BookmarkSubscribeRSS Feed
Astounding
PROC Star

@Tom  is right about the correct starting point.  Since you have steps that are obscure and difficult to explain. start by examining data values before the MERGE.  See if any truncated values occur before any merging takes place.

 

Eventually, you will need to correct the program for all the other variables that SAS mentions.  But truncation of PID is a separate issue.

sassy_seb
Obsidian | Level 7

Is MERGE case sensitive when it comes to variables? Will PID in one dataset match with pid from the other one?

ballardw
Super User

@sassy_seb wrote:

Is MERGE case sensitive when it comes to variables? Will PID in one dataset match with pid from the other one?


Questions like this are a place that you should create some small data set and test it. You also need to consider such things as presence of a BY statement as the behavior does change with Merge.

 

data one;
   input x $ y;
datalines;
a 1
b 2
;

data two;
   input x $ z;
datalines;
A 11
b 22
;

/* NO BY statement*/
data test1;
  merge one
        two
  ;
run;
/* merge with BY statement*/
data test2;
   merge one
         two
   ;
   by x;
run;
Patrick
Opal | Level 21

The log your shared complains not only about PID. Please run below code and share the result.

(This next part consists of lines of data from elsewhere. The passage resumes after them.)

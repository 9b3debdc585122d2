use pretty_assertions::assert_eq;
use rstest::*;
use serde_json::json;
use uuid::Uuid;
use wiremock::{
    matchers::{body_json, method, path},
    Mock, ResponseTemplate,
};

use dailyflo::{
    list::{TaskListId, TaskListPatch},
    task::{RoutineType, TaskColor},
};
use dailyflo_client::{store::ListStoreService, DailyfloClientError};

use crate::helpers::{build_task, tested_app, TestedApp};

#[rstest]
#[tokio::test]
async fn test_fetch_all_lists(#[future] tested_app: TestedApp) {
    let app = tested_app.await;
    let service = ListStoreService::new(app.api_base_url.clone(), None).unwrap();
    Mock::given(method("GET"))
        .and(path("/lists/"))
        .respond_with(ResponseTemplate::new(200).set_body_json(json!([
            {
                "id": Uuid::new_v4(),
                "name": "Groceries",
                "description": "",
                "color": "teal",
                "icon": null,
                "is_default": false,
                "sort_order": 0,
                "created_at": "2024-01-01T00:00:00Z",
                "updated_at": "2024-01-01T00:00:00Z"
            }
        ])))
        .expect(1)
        .mount(&app.server)
        .await;

    let lists = service.fetch_all_lists().await.unwrap();

    assert_eq!(lists.len(), 1);
    assert_eq!(lists[0].name, "Groceries");
    assert_eq!(lists[0].color, TaskColor::Teal);
}

#[rstest]
#[tokio::test]
async fn test_fetch_inbox_list(#[future] tested_app: TestedApp) {
    let app = tested_app.await;
    let service = ListStoreService::new(app.api_base_url.clone(), None).unwrap();
    Mock::given(method("GET"))
        .and(path("/lists/inbox/"))
        .respond_with(ResponseTemplate::new(200).set_body_json(json!({
            "id": Uuid::new_v4(),
            "name": "Inbox",
            "description": "",
            "color": "blue",
            "icon": null,
            "is_default": true,
            "sort_order": 0,
            "created_at": "2024-01-01T00:00:00Z",
            "updated_at": "2024-01-01T00:00:00Z"
        })))
        .expect(1)
        .mount(&app.server)
        .await;

    let inbox = service.fetch_inbox_list().await.unwrap();

    assert_eq!(inbox.name, "Inbox");
    assert!(inbox.is_default);
}

#[rstest]
#[tokio::test]
async fn test_fetch_list_tasks(#[future] tested_app: TestedApp) {
    let app = tested_app.await;
    let service = ListStoreService::new(app.api_base_url.clone(), None).unwrap();
    let list_id = TaskListId(Uuid::new_v4());
    let mut task = build_task(RoutineType::Once, None);
    task.list = Some(list_id);
    Mock::given(method("GET"))
        .and(path(format!("/lists/{list_id}/tasks/")))
        .respond_with(ResponseTemplate::new(200).set_body_json(vec![task.clone()]))
        .expect(1)
        .mount(&app.server)
        .await;

    let tasks = service.fetch_list_tasks(list_id).await.unwrap();

    assert_eq!(tasks.len(), 1);
    assert_eq!(tasks[0].id, task.id);
    assert_eq!(tasks[0].list, Some(list_id));
}

#[rstest]
#[tokio::test]
async fn test_update_list_skips_unset_fields(#[future] tested_app: TestedApp) {
    let app = tested_app.await;
    let service = ListStoreService::new(app.api_base_url.clone(), None).unwrap();
    let list_id = TaskListId(Uuid::new_v4());
    Mock::given(method("PATCH"))
        .and(path(format!("/lists/{list_id}/")))
        .and(body_json(json!({ "color": "purple" })))
        .respond_with(ResponseTemplate::new(200).set_body_json(json!({
            "id": list_id,
            "name": "Groceries",
            "description": "",
            "color": "purple",
            "icon": null,
            "is_default": false,
            "sort_order": 0,
            "created_at": "2024-01-01T00:00:00Z",
            "updated_at": "2024-01-01T00:00:00Z"
        })))
        .expect(1)
        .mount(&app.server)
        .await;

    let patch = TaskListPatch {
        color: Some(TaskColor::Purple),
        ..Default::default()
    };
    let list = service.update_list(list_id, &patch).await.unwrap();

    assert_eq!(list.color, TaskColor::Purple);
}

#[rstest]
#[tokio::test]
async fn test_delete_list(#[future] tested_app: TestedApp) {
    let app = tested_app.await;
    let service = ListStoreService::new(app.api_base_url.clone(), None).unwrap();
    let list_id = TaskListId(Uuid::new_v4());
    Mock::given(method("DELETE"))
        .and(path(format!("/lists/{list_id}/")))
        .respond_with(ResponseTemplate::new(204))
        .expect(1)
        .mount(&app.server)
        .await;

    service.delete_list(list_id).await.unwrap();
}

#[rstest]
#[tokio::test]
async fn test_delete_list_with_expired_session(#[future] tested_app: TestedApp) {
    let app = tested_app.await;
    let service = ListStoreService::new(app.api_base_url.clone(), None).unwrap();
    let list_id = TaskListId(Uuid::new_v4());
    Mock::given(method("DELETE"))
        .and(path(format!("/lists/{list_id}/")))
        .respond_with(ResponseTemplate::new(401))
        .expect(1)
        .mount(&app.server)
        .await;

    let result = service.delete_list(list_id).await;

    assert!(matches!(result, Err(DailyfloClientError::Unauthorized(_))));
}
use anyhow::Context;
use reqwest::StatusCode;
use url::Url;

use dailyflo::user::{Credentials, RegisterUserParameters, Session};

use crate::DailyfloClientError;

use super::{build_api_client, parse_response};

/// HTTP client for the `/accounts/` resources of the Dailyflo API.
#[derive(Clone, Debug)]
pub struct UserStoreService {
    client: reqwest::Client,
    api_base_url: Url,
}

impl UserStoreService {
    pub fn new(api_base_url: Url) -> Result<UserStoreService, DailyfloClientError> {
        Ok(UserStoreService {
            client: build_api_client(None).context("Cannot build Dailyflo API client")?,
            api_base_url,
        })
    }

    #[tracing::instrument(level = "debug", skip(self, credentials))]
    pub async fn login(&self, credentials: &Credentials) -> Result<Session, DailyfloClientError> {
        let url = self
            .api_base_url
            .join("accounts/login/")
            .context("Cannot build Dailyflo API URL")?;
        let response = self
            .client
            .post(url)
            .json(credentials)
            .send()
            .await
            .context("Cannot log in with the Dailyflo API")?;

        if response.status() == StatusCode::UNAUTHORIZED
            || response.status() == StatusCode::BAD_REQUEST
        {
            return Err(DailyfloClientError::Unauthorized(
                "Invalid email or password".to_string(),
            ));
        }

        parse_response(response, "log in").await
    }

    #[tracing::instrument(level = "debug", skip(self, parameters))]
    pub async fn register(
        &self,
        parameters: &RegisterUserParameters,
    ) -> Result<Session, DailyfloClientError> {
        let url = self
            .api_base_url
            .join("accounts/register/")
            .context("Cannot build Dailyflo API URL")?;
        let response = self
            .client
            .post(url)
            .json(parameters)
            .send()
            .await
            .context("Cannot register with the Dailyflo API")?;

        parse_response(response, "register").await
    }
}
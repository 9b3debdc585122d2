use std::{
    fmt::{self, Display},
    str::FromStr,
};

use chrono::{DateTime, NaiveDate, Utc};
use serde::{Deserialize, Serialize};
use uuid::Uuid;

fn default_schema_version() -> u8 {
    1
}

/// The task metadata bag as stored by the backend.
///
/// Every member has a serde default so that sparsely filled bags coming from
/// older clients still deserialize into a fully defined value at the store
/// boundary. Member names are camelCase on the wire.
#[derive(Debug, Serialize, Deserialize, PartialEq, Eq, Clone)]
#[serde(rename_all = "camelCase")]
pub struct TaskMetadata {
    #[serde(default = "default_schema_version")]
    pub schema_version: u8,
    #[serde(default)]
    pub subtasks: Vec<Subtask>,
    #[serde(default)]
    pub reminders: Vec<Reminder>,
    #[serde(default)]
    pub notes: String,
    #[serde(default)]
    pub tags: Vec<String>,
    /// Occurrence dates of a recurring series already marked done.
    #[serde(default)]
    pub recurrence_completions: Vec<NaiveDate>,
    /// Occurrence dates removed from a recurring series because they were
    /// forked into standalone tasks.
    #[serde(default)]
    pub recurrence_exceptions: Vec<NaiveDate>,
}

impl Default for TaskMetadata {
    fn default() -> Self {
        TaskMetadata {
            schema_version: default_schema_version(),
            subtasks: vec![],
            reminders: vec![],
            notes: String::new(),
            tags: vec![],
            recurrence_completions: vec![],
            recurrence_exceptions: vec![],
        }
    }
}

impl TaskMetadata {
    /// Records an occurrence date as forked out of the series, keeping the
    /// list free of duplicates.
    pub fn add_recurrence_exception(&mut self, date: NaiveDate) {
        if !self.recurrence_exceptions.contains(&date) {
            self.recurrence_exceptions.push(date);
        }
    }
}

#[derive(Debug, Serialize, Deserialize, PartialEq, Eq, Clone, Copy, Hash)]
#[serde(transparent)]
pub struct SubtaskId(pub Uuid);

impl Display for SubtaskId {
    fn fmt(&self, f: &mut fmt::Formatter<'_>) -> fmt::Result {
        write!(f, "{}", self.0)
    }
}

impl FromStr for SubtaskId {
    type Err = uuid::Error;

    fn from_str(s: &str) -> Result<Self, Self::Err> {
        Ok(SubtaskId(Uuid::parse_str(s)?))
    }
}

#[derive(Debug, Serialize, Deserialize, PartialEq, Eq, Clone)]
#[serde(rename_all = "camelCase")]
pub struct Subtask {
    pub id: SubtaskId,
    pub title: String,
    #[serde(default)]
    pub is_completed: bool,
    #[serde(default)]
    pub sort_order: i32,
}

#[derive(Debug, Serialize, Deserialize, PartialEq, Eq, Clone, Copy, Hash)]
#[serde(transparent)]
pub struct ReminderId(pub Uuid);

impl Display for ReminderId {
    fn fmt(&self, f: &mut fmt::Formatter<'_>) -> fmt::Result {
        write!(f, "{}", self.0)
    }
}

impl FromStr for ReminderId {
    type Err = uuid::Error;

    fn from_str(s: &str) -> Result<Self, Self::Err> {
        Ok(ReminderId(Uuid::parse_str(s)?))
    }
}

#[derive(Debug, Serialize, Deserialize, PartialEq, Eq, Clone)]
#[serde(rename_all = "camelCase")]
pub struct Reminder {
    pub id: ReminderId,
    #[serde(rename = "type")]
    pub kind: ReminderKind,
    pub scheduled_time: DateTime<Utc>,
    pub is_enabled: bool,
}

#[derive(Debug, Serialize, Deserialize, PartialEq, Eq, Clone, Copy)]
#[serde(rename_all = "lowercase")]
pub enum ReminderKind {
    Custom,
}
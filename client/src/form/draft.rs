use chrono::{DateTime, Utc};

use dailyflo::task::{ReminderId, Task, TimeOfDay};

/// In-progress edits to the schedule fields of the task currently open in the
/// form, shared between the main form and the picker subscreens.
///
/// An empty alert list and an unset duration mean "no value set", not an
/// explicit zero; the reconciler falls back to the locally cached field value
/// in that case.
#[derive(Debug, Clone, Default, PartialEq, Eq)]
pub struct ScheduleDraft {
    due_date: Option<DateTime<Utc>>,
    time: Option<TimeOfDay>,
    duration: Option<u32>,
    alerts: Vec<ReminderId>,
}

impl ScheduleDraft {
    pub fn new() -> ScheduleDraft {
        ScheduleDraft::default()
    }

    /// Seeds a draft from a task record, with the due date already resolved
    /// to the occurrence being edited.
    pub fn from_task(task: &Task, due_date: DateTime<Utc>) -> ScheduleDraft {
        ScheduleDraft {
            due_date: Some(due_date),
            time: task.time,
            duration: (task.duration > 0).then_some(task.duration),
            alerts: task.reminder_ids(),
        }
    }

    pub fn set_due_date(&mut self, due_date: DateTime<Utc>) {
        self.due_date = Some(due_date);
    }

    pub fn set_time(&mut self, time: Option<TimeOfDay>) {
        self.time = time;
    }

    pub fn set_duration(&mut self, minutes: Option<u32>) {
        self.duration = minutes;
    }

    pub fn set_alerts(&mut self, alerts: Vec<ReminderId>) {
        self.alerts = alerts;
    }

    /// Bulk-replace, used when the form loads a task or switches from edit to
    /// create mode.
    pub fn replace(&mut self, draft: ScheduleDraft) {
        *self = draft;
    }

    pub fn due_date(&self) -> Option<DateTime<Utc>> {
        self.due_date
    }

    pub fn time(&self) -> Option<TimeOfDay> {
        self.time
    }

    pub fn duration(&self) -> Option<u32> {
        self.duration
    }

    pub fn alerts(&self) -> &[ReminderId] {
        &self.alerts
    }

    pub fn has_alerts(&self) -> bool {
        !self.alerts.is_empty()
    }
}
use std::{
    fmt::{self, Display},
    str::FromStr,
};

use chrono::{DateTime, Utc};
use serde::{Deserialize, Serialize};
use uuid::Uuid;

use crate::task::TaskColor;

#[derive(Debug, Serialize, Deserialize, PartialEq, Eq, Clone, Copy, Hash)]
#[serde(transparent)]
pub struct TaskListId(pub Uuid);

impl Display for TaskListId {
    fn fmt(&self, f: &mut fmt::Formatter<'_>) -> fmt::Result {
        write!(f, "{}", self.0)
    }
}

impl FromStr for TaskListId {
    type Err = uuid::Error;

    fn from_str(s: &str) -> Result<Self, Self::Err> {
        Ok(TaskListId(Uuid::parse_str(s)?))
    }
}

/// A user-defined list grouping tasks into a category.
#[derive(Debug, Serialize, Deserialize, PartialEq, Eq, Clone)]
pub struct TaskList {
    pub id: TaskListId,
    pub name: String,
    #[serde(default)]
    pub description: String,
    pub color: TaskColor,
    #[serde(default)]
    pub icon: Option<String>,
    /// Whether this is the default inbox list.
    #[serde(default)]
    pub is_default: bool,
    #[serde(default)]
    pub sort_order: i32,
    pub created_at: DateTime<Utc>,
    pub updated_at: DateTime<Utc>,
}

/// Payload for `POST /lists/`.
#[derive(Debug, Serialize, Deserialize, PartialEq, Eq, Clone)]
pub struct TaskListCreation {
    pub name: String,
    #[serde(default)]
    pub description: String,
    pub color: TaskColor,
    #[serde(default)]
    pub icon: Option<String>,
    #[serde(default)]
    pub sort_order: i32,
}

/// Partial update payload for `PATCH /lists/{id}/`.
#[derive(Debug, Serialize, Deserialize, PartialEq, Eq, Clone, Default)]
pub struct TaskListPatch {
    #[serde(default, skip_serializing_if = "Option::is_none")]
    pub name: Option<String>,
    #[serde(default, skip_serializing_if = "Option::is_none")]
    pub description: Option<String>,
    #[serde(default, skip_serializing_if = "Option::is_none")]
    pub color: Option<TaskColor>,
    #[serde(default, skip_serializing_if = "Option::is_none")]
    pub icon: Option<Option<String>>,
    #[serde(default, skip_serializing_if = "Option::is_none")]
    pub sort_order: Option<i32>,
}
use chrono::{DateTime, Utc};

use dailyflo::{
    list::TaskListId,
    task::{ReminderId, TaskColor, TaskPriority, TimeOfDay},
};

use crate::DailyfloClientError;

use super::{FormDefaults, FormFields, ScheduleDraft};

/// The single source of truth the form renders for the schedule fields.
#[derive(Debug, Clone, PartialEq)]
pub struct EffectiveSchedule {
    pub due_date: DateTime<Utc>,
    pub time: Option<TimeOfDay>,
    pub duration: u32,
    pub alerts: Vec<ReminderId>,
}

/// Merge rule: draft value if present, else the locally cached field value,
/// else a computed default (the current timestamp for the due date).
pub fn effective_schedule(
    draft: &ScheduleDraft,
    fields: &FormFields,
    now: DateTime<Utc>,
) -> EffectiveSchedule {
    EffectiveSchedule {
        due_date: draft.due_date().or(fields.due_date).unwrap_or(now),
        time: draft.time().or(fields.time),
        duration: draft.duration().or(fields.duration).unwrap_or(0),
        alerts: if draft.has_alerts() {
            draft.alerts().to_vec()
        } else {
            fields.alerts.clone()
        },
    }
}

/// Snapshot of the non-schedule fields captured once when the task is first
/// loaded into the form. Schedule fields are deliberately excluded because
/// they auto-save independently of the explicit save action.
#[derive(Debug, Clone, PartialEq)]
pub struct InitialValues {
    title: String,
    description: String,
    color: TaskColor,
    icon: Option<String>,
    list: Option<TaskListId>,
    priority: TaskPriority,
    subtasks: Vec<(String, bool)>,
}

impl InitialValues {
    pub fn capture(fields: &FormFields) -> InitialValues {
        InitialValues {
            title: fields.title.clone(),
            description: fields.description.clone(),
            color: fields.color,
            icon: fields.icon.clone(),
            list: fields.list,
            priority: fields.priority,
            subtasks: fields
                .subtasks
                .iter()
                .map(|subtask| (subtask.title.clone(), subtask.is_completed))
                .collect(),
        }
    }

    /// The edit-mode dirty check. Subtasks are compared by index, on title
    /// and completion only.
    pub fn differs_from(&self, fields: &FormFields) -> bool {
        if self.title != fields.title
            || self.description != fields.description
            || self.color != fields.color
            || self.icon != fields.icon
            || self.list != fields.list
            || self.priority != fields.priority
        {
            return true;
        }

        if self.subtasks.len() != fields.subtasks.len() {
            return true;
        }

        self.subtasks
            .iter()
            .zip(fields.subtasks.iter())
            .any(|(snapshot, subtask)| {
                snapshot.0 != subtask.title || snapshot.1 != subtask.is_completed
            })
    }
}

/// The create-mode dirty check: anything typed, anything moved off the
/// theme-derived defaults, or any subtask added.
pub fn create_mode_is_dirty(fields: &FormFields, defaults: &FormDefaults) -> bool {
    !fields.title.is_empty()
        || !fields.description.is_empty()
        || fields.color != defaults.color
        || fields.icon != defaults.icon
        || fields.priority != defaults.priority
        || fields.list != defaults.list
        || fields.routine_type != defaults.routine_type
        || !fields.subtasks.is_empty()
}

/// Synchronous validation run before any save call; the first offending
/// field wins, and the title error takes priority.
pub fn validate(fields: &FormFields) -> Result<(), DailyfloClientError> {
    if fields.title.is_empty() {
        return Err(DailyfloClientError::InvalidInputData {
            field: "title".to_string(),
            user_error: "Title is required".to_string(),
        });
    }

    Ok(())
}
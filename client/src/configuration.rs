use std::env;

use config::{Config, ConfigError, Environment, File};
use serde::Deserialize;
use url::Url;

#[derive(Deserialize)]
pub struct Settings {
    pub application: ApplicationSettings,
}

#[derive(Deserialize)]
pub struct ApplicationSettings {
    pub api_base_url: Url,
    pub log_directive: String,
}

impl Settings {
    pub fn new_from_file(file: Option<String>) -> Result<Self, ConfigError> {
        let config_file_required = file.is_some();
        let config_path = env::var("CONFIG_PATH").unwrap_or_else(|_| "config".into());
        let config_file = file.unwrap_or_else(|| {
            env::var("CONFIG_FILE").unwrap_or_else(|_| format!("{config_path}/dev"))
        });

        let default_config_file = format!("{config_path}/default");
        let local_config_file = format!("{config_path}/local");

        let config = Config::builder()
            .add_source(File::with_name(&default_config_file))
            .add_source(File::with_name(&local_config_file).required(false))
            .add_source(File::with_name(&config_file).required(config_file_required))
            .add_source(Environment::with_prefix("dailyflo"))
            .build()?;

        config.try_deserialize()
    }

    pub fn new() -> Result<Self, ConfigError> {
        Settings::new_from_file(None)
    }
}
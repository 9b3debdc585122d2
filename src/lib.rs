#[macro_use]
extern crate macro_attr;

#[macro_use]
extern crate enum_derive;

pub mod list;
pub mod task;
pub mod user;
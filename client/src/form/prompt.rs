use async_trait::async_trait;

use super::RecurringSaveChoice;

pub static RECURRING_UPDATE_TITLE: &str = "Update recurring task";
pub static RECURRING_UPDATE_MESSAGE: &str =
    "Do you want to update this occurrence only, or all future occurrences?";
pub static RECURRING_UPDATE_OPTIONS: [&str; 3] =
    ["This occurrence only", "All occurrences", "Cancel"];

/// Seam for the three-option modal dialog shown when saving a recurring
/// task. The UI supplies the real implementation; tests supply a canned one.
#[async_trait]
pub trait ConfirmationPrompt {
    async fn choose_recurring_update(
        &self,
        title: &str,
        message: &str,
        options: &[&str; 3],
    ) -> RecurringSaveChoice;
}
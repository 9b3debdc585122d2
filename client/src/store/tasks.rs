use anyhow::Context;
use async_trait::async_trait;
use reqwest::StatusCode;
use secrecy::Secret;
use url::Url;

use dailyflo::{
    task::{Task, TaskCompletion, TaskCreation, TaskId, TaskPatch},
    user::SessionToken,
};

use crate::DailyfloClientError;

use super::{build_api_client, parse_response, TaskStore};

/// HTTP client for the `/tasks/` resources of the Dailyflo API.
#[derive(Clone, Debug)]
pub struct TaskStoreService {
    client: reqwest::Client,
    api_base_url: Url,
}

impl TaskStoreService {
    pub fn new(
        api_base_url: Url,
        session_token: Option<&Secret<SessionToken>>,
    ) -> Result<TaskStoreService, DailyfloClientError> {
        Ok(TaskStoreService {
            client: build_api_client(session_token).context("Cannot build Dailyflo API client")?,
            api_base_url,
        })
    }

    #[tracing::instrument(level = "debug", skip(self))]
    pub async fn fetch_tasks(&self, filter: &str) -> Result<Vec<Task>, DailyfloClientError> {
        let url = self
            .api_base_url
            .join(&format!("tasks/{filter}"))
            .context("Cannot build Dailyflo API URL")?;
        let response = self
            .client
            .get(url)
            .send()
            .await
            .context("Cannot fetch tasks from the Dailyflo API")?;

        parse_response(response, "fetch tasks").await
    }

    /// Tasks due today (or with no due date), not yet completed.
    pub async fn fetch_today_tasks(&self) -> Result<Vec<Task>, DailyfloClientError> {
        self.fetch_tasks("today/").await
    }

    pub async fn fetch_overdue_tasks(&self) -> Result<Vec<Task>, DailyfloClientError> {
        self.fetch_tasks("overdue/").await
    }

    pub async fn fetch_completed_tasks(&self) -> Result<Vec<Task>, DailyfloClientError> {
        self.fetch_tasks("completed/").await
    }

    #[tracing::instrument(level = "debug", skip(self))]
    pub async fn complete_task(
        &self,
        task_id: TaskId,
        is_completed: bool,
    ) -> Result<Task, DailyfloClientError> {
        let url = self
            .api_base_url
            .join(&format!("tasks/{task_id}/complete/"))
            .context("Cannot build Dailyflo API URL")?;
        let response = self
            .client
            .patch(url)
            .json(&TaskCompletion { is_completed })
            .send()
            .await
            .with_context(|| format!("Cannot complete task {task_id} with the Dailyflo API"))?;

        if response.status() == StatusCode::NOT_FOUND {
            return Err(DailyfloClientError::TaskNotFound(task_id));
        }

        parse_response(response, "complete task").await
    }
}

#[async_trait]
impl TaskStore for TaskStoreService {
    #[tracing::instrument(level = "debug", skip(self))]
    async fn fetch_all_tasks(&self) -> Result<Vec<Task>, DailyfloClientError> {
        self.fetch_tasks("").await
    }

    #[tracing::instrument(level = "debug", skip(self))]
    async fn create_task(&self, creation: &TaskCreation) -> Result<Task, DailyfloClientError> {
        let url = self
            .api_base_url
            .join("tasks/")
            .context("Cannot build Dailyflo API URL")?;
        let response = self
            .client
            .post(url)
            .json(creation)
            .send()
            .await
            .context("Cannot create task with the Dailyflo API")?;

        parse_response(response, "create task").await
    }

    #[tracing::instrument(level = "debug", skip(self))]
    async fn update_task(
        &self,
        task_id: TaskId,
        patch: &TaskPatch,
    ) -> Result<Task, DailyfloClientError> {
        let url = self
            .api_base_url
            .join(&format!("tasks/{task_id}/"))
            .context("Cannot build Dailyflo API URL")?;
        let response = self
            .client
            .patch(url)
            .json(patch)
            .send()
            .await
            .with_context(|| format!("Cannot update task {task_id} with the Dailyflo API"))?;

        if response.status() == StatusCode::NOT_FOUND {
            return Err(DailyfloClientError::TaskNotFound(task_id));
        }

        parse_response(response, "update task").await
    }
}
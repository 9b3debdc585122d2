use anyhow::Context;
use async_trait::async_trait;
use format_serde_error::SerdeError;
use reqwest::{
    header::{HeaderMap, HeaderValue},
    Response, StatusCode,
};
use secrecy::{ExposeSecret, Secret};
use serde::de::DeserializeOwned;

use dailyflo::{
    task::{Task, TaskCreation, TaskId, TaskPatch},
    user::SessionToken,
};

use crate::DailyfloClientError;

pub mod cache;
pub mod lists;
pub mod tasks;
pub mod users;

pub use cache::TaskCache;
pub use lists::ListStoreService;
pub use tasks::TaskStoreService;
pub use users::UserStoreService;

static APP_USER_AGENT: &str = concat!(env!("CARGO_PKG_NAME"), "/", env!("CARGO_PKG_VERSION"),);

/// The remote task record store operations the form engine depends on.
#[async_trait]
pub trait TaskStore {
    async fn fetch_all_tasks(&self) -> Result<Vec<Task>, DailyfloClientError>;
    async fn create_task(&self, creation: &TaskCreation) -> Result<Task, DailyfloClientError>;
    async fn update_task(
        &self,
        task_id: TaskId,
        patch: &TaskPatch,
    ) -> Result<Task, DailyfloClientError>;
}

pub(crate) fn build_api_client(
    session_token: Option<&Secret<SessionToken>>,
) -> Result<reqwest::Client, reqwest::Error> {
    let mut headers = HeaderMap::new();
    headers.insert("Accept", HeaderValue::from_static("application/json"));

    if let Some(token) = session_token {
        let mut auth_header_value: HeaderValue = format!("Bearer {}", token.expose_secret().0)
            .parse()
            .unwrap();
        auth_header_value.set_sensitive(true);
        headers.insert("Authorization", auth_header_value);
    }

    reqwest::Client::builder()
        .default_headers(headers)
        .user_agent(APP_USER_AGENT)
        .build()
}

/// Checks the response status and parses the JSON body, keeping the raw text
/// around for readable parse errors.
pub(crate) async fn parse_response<R: DeserializeOwned>(
    response: Response,
    operation: &str,
) -> Result<R, DailyfloClientError> {
    if response.status() == StatusCode::UNAUTHORIZED {
        return Err(DailyfloClientError::Unauthorized(format!(
            "Unauthorized call to the Dailyflo API while trying to {operation}"
        )));
    }

    let response = response
        .error_for_status()
        .with_context(|| format!("Cannot {operation} with the Dailyflo API"))?;

    let body = response
        .text()
        .await
        .with_context(|| format!("Failed to fetch response from the Dailyflo API to {operation}"))?;

    Ok(serde_json::from_str(&body)
        .map_err(|err| SerdeError::new(body, err))
        .context("Failed to parse response from the Dailyflo API")?)
}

title 'Data: cht_all_sort';
proc contents data=cht_all_sort(keep=pid pid_id vit_oth_sp);
run;quit;
title 'Data: redcap';
proc contents data=redcap(keep=pid pid_id vit_oth_sp);
run;quit;
title;

 

sassy_seb
Obsidian | Level 7

Here's the first proc contents:

sassy_seb_0-1715792021671.png

And the second one:

sassy_seb_2-1715792086818.png

 

 

Tom
Super User Tom
Super User

If the code that created that first dataset actually used the $6. informat when making the dataset, as in a formatted mode INPUT statement like this:

input pid $6. ;

then even though the variable is 500 bytes long only 6 bytes will be stored into it. The rest will be blanks.

Put if the code used a LIST MODE input statement like one of these:

input pid ;
input pid :$6. ;

then the data would not have been truncated to just 6 bytes by the input statement.

sassy_seb
Obsidian | Level 7

Okay, update:

I got some of the PIDS from 999 to show up. Like for example, 1001, 1004, 1006, etc.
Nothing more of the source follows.